(PROVIDED RECORDS Opens)

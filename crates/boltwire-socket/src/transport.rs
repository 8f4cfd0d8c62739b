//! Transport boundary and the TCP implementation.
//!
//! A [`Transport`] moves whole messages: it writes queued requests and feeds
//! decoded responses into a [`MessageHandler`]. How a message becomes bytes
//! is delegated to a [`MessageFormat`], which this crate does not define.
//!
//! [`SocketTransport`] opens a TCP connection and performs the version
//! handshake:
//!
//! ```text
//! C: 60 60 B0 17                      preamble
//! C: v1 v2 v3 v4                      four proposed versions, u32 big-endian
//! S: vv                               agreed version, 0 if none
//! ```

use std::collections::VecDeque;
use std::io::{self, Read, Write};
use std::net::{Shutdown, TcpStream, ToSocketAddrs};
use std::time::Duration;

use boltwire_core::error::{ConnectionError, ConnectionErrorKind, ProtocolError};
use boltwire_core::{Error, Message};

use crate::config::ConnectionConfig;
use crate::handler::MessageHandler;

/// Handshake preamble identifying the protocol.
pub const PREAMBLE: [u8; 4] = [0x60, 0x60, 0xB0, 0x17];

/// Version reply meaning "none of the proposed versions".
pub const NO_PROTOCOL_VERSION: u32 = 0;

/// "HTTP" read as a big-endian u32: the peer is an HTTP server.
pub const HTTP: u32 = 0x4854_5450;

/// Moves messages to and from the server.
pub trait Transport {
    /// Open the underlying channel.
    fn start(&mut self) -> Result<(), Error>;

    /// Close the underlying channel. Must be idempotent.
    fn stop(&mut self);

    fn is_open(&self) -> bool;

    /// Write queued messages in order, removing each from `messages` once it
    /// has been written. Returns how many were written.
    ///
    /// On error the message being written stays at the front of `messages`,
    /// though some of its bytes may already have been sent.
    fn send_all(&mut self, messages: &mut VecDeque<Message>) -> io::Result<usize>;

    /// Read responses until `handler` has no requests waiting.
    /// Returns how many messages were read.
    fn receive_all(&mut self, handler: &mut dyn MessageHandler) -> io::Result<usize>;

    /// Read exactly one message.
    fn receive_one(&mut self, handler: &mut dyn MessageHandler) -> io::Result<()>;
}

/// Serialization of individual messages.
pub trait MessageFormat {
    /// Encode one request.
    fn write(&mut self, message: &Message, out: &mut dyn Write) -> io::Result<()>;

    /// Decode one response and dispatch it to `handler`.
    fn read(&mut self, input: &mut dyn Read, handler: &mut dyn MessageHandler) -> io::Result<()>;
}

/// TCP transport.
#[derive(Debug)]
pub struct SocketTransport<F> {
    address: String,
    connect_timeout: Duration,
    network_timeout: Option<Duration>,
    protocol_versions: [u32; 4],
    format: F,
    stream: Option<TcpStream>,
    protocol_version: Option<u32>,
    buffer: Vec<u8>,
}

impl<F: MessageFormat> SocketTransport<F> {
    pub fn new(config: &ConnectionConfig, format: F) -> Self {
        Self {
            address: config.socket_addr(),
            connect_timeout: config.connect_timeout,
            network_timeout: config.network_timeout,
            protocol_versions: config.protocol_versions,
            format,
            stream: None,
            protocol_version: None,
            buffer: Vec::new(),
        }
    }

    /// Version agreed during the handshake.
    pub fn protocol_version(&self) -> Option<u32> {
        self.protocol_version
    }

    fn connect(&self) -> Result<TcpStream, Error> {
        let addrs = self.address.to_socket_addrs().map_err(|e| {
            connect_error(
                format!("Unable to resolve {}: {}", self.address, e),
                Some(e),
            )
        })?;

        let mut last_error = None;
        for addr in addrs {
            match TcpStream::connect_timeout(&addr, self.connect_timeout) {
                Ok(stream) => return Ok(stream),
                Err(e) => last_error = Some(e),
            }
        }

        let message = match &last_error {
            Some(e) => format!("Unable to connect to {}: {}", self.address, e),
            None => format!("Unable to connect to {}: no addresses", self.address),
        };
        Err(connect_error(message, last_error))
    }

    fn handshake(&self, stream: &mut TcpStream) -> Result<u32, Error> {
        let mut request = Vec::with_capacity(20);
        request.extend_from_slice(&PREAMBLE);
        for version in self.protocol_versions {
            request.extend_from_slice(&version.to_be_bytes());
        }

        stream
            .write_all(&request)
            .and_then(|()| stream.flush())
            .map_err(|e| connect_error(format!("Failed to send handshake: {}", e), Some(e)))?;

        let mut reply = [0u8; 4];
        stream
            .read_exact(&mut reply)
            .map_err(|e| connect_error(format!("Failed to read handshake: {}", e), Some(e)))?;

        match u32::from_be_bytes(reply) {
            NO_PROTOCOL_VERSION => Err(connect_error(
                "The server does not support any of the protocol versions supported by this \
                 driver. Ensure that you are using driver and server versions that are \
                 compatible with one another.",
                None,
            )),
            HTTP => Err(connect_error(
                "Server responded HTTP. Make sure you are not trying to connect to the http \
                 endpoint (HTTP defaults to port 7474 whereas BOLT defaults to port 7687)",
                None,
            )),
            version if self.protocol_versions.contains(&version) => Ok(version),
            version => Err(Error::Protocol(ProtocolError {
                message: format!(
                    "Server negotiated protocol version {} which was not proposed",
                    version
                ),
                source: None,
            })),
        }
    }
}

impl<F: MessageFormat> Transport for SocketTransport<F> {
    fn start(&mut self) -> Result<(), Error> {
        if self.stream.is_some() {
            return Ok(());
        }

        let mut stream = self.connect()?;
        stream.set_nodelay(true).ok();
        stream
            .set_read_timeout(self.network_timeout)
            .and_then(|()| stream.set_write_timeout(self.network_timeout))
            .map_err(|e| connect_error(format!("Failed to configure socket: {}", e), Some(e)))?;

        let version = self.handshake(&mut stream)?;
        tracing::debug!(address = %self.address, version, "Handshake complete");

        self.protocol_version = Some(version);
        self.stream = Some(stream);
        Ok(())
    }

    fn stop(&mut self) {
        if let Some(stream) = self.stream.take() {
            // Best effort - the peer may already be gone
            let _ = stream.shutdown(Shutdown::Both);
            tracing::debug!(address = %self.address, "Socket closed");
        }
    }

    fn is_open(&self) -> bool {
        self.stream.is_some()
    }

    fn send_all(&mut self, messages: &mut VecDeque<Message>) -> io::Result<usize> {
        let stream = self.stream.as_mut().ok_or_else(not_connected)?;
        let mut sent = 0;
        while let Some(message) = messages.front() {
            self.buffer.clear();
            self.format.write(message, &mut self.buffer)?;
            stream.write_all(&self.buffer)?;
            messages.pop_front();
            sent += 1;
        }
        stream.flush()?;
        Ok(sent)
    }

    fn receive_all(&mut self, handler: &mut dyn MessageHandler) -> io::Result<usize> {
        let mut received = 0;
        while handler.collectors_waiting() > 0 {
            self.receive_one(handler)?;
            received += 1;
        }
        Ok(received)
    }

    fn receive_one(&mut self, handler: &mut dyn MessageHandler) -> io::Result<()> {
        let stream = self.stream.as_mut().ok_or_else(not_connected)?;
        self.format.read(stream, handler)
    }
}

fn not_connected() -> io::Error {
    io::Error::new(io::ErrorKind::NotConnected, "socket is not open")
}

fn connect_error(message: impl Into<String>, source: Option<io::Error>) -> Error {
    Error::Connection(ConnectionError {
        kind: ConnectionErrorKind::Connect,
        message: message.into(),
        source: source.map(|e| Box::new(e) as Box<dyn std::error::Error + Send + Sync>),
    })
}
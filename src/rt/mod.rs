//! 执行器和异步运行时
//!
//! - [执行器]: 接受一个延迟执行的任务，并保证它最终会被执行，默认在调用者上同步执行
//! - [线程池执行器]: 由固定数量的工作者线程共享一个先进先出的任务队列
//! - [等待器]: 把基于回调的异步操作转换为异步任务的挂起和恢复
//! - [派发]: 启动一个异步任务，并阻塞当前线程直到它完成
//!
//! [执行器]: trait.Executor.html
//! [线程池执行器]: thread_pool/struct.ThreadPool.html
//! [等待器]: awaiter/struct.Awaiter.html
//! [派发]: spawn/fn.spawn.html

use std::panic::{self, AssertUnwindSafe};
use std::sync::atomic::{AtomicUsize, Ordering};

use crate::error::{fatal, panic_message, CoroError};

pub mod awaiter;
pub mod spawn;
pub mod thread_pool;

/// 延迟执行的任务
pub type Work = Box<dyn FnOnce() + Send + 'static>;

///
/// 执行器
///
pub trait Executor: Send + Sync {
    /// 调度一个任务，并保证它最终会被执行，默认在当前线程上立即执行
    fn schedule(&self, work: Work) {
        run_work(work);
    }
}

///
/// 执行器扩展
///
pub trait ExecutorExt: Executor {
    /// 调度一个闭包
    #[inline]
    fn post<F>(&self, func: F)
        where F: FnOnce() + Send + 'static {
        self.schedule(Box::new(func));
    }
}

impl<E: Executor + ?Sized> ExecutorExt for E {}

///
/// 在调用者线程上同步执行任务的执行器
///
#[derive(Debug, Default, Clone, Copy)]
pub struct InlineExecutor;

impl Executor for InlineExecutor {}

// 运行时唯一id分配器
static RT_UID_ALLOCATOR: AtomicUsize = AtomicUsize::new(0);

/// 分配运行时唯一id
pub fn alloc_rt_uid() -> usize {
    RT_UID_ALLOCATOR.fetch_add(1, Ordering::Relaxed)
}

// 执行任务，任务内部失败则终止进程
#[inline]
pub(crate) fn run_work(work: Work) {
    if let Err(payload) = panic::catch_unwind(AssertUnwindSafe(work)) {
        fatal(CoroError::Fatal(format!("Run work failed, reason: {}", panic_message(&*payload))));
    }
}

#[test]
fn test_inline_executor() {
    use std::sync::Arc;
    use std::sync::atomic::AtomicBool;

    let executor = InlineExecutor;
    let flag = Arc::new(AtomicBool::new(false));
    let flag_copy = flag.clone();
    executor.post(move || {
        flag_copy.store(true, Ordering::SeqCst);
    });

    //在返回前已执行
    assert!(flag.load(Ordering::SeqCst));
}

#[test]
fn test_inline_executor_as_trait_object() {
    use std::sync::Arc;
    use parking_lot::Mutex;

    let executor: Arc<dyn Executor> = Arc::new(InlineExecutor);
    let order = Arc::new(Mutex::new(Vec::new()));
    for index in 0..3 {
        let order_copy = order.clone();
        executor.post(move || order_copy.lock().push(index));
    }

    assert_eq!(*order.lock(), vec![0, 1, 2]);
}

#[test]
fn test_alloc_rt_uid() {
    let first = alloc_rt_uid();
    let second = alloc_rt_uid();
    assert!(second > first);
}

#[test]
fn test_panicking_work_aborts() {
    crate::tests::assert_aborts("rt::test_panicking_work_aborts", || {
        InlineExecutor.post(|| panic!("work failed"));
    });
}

(PROVIDED RECORDS Closes)
(PROVIDED RECORDS Opens)

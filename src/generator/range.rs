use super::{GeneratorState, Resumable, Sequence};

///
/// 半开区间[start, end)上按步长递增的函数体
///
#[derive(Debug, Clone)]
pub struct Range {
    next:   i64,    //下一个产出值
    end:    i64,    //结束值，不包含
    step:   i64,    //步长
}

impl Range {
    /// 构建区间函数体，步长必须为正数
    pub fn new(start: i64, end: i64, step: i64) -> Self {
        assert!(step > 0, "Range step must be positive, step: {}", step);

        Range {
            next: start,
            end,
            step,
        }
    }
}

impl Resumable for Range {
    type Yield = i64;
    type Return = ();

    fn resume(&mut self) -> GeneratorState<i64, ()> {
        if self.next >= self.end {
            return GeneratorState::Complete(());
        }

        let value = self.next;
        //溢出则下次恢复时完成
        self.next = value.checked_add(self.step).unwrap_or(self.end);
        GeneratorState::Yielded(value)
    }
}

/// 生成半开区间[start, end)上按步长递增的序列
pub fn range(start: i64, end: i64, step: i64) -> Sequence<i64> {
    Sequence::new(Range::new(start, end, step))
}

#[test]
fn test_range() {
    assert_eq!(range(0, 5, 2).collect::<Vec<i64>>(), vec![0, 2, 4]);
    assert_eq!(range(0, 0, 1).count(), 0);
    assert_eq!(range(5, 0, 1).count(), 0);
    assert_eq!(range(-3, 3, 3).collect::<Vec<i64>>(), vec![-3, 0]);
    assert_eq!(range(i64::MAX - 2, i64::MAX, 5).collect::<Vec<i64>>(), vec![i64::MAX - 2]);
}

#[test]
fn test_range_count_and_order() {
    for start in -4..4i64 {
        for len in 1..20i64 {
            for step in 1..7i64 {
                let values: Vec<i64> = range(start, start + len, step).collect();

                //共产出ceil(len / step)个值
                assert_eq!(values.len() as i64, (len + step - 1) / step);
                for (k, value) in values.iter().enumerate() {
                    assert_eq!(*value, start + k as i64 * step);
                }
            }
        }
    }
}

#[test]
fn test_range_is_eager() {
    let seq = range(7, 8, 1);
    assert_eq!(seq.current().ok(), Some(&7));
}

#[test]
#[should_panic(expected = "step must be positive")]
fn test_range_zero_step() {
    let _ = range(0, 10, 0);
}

(PROVIDED RECORDS Closes)
(PROVIDED RECORDS Opens)

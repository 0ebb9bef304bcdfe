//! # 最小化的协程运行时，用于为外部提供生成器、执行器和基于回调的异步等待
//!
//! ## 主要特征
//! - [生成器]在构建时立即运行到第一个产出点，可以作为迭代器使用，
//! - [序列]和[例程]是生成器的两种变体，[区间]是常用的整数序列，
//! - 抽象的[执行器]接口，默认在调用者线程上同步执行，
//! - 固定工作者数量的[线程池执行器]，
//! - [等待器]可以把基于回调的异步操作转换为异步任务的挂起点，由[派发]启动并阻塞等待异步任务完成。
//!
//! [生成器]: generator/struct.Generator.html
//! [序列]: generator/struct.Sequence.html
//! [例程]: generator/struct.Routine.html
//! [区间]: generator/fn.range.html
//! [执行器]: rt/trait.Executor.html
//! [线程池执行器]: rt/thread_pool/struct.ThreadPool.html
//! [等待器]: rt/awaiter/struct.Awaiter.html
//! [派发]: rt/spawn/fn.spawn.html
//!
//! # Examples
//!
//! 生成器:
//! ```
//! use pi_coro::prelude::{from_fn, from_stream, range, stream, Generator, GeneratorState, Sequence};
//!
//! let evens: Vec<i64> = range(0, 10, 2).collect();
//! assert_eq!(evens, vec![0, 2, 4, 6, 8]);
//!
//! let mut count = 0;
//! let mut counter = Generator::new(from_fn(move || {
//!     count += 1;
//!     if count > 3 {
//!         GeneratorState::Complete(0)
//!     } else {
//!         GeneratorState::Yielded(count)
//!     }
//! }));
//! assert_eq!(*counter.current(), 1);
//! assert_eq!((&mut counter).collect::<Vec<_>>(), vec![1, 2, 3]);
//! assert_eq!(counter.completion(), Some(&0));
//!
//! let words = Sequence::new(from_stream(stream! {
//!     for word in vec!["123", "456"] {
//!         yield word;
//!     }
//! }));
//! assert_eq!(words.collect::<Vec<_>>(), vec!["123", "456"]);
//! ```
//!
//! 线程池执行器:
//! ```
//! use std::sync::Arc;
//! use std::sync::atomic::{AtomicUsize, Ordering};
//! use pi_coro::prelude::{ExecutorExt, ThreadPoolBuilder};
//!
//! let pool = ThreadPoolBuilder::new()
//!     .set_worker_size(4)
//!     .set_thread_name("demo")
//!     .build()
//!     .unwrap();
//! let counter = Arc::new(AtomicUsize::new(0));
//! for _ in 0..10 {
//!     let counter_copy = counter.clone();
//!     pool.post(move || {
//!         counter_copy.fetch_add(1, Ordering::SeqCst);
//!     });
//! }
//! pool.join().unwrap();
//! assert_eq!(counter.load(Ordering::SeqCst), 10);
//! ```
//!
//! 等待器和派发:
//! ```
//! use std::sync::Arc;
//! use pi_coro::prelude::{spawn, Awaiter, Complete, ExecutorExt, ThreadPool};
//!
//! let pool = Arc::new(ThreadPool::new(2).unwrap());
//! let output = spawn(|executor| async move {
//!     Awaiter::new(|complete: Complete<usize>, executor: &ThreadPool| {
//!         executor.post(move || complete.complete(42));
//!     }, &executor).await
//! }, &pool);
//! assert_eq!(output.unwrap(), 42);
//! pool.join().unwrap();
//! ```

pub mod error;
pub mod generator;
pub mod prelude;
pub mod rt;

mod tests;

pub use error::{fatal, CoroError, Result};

(PROVIDED RECORDS Closes)

EXERCISE AIM:
Go through the records above and copy every line with the word "并保证它最终会被执行".

EXPECTED ANSWER:
//! - [执行器]: 接受一个延迟执行的任务，并保证它最终会被执行，默认在调用者上同步执行
    /// 调度一个任务，并保证它最终会被执行，默认在当前线程上立即执行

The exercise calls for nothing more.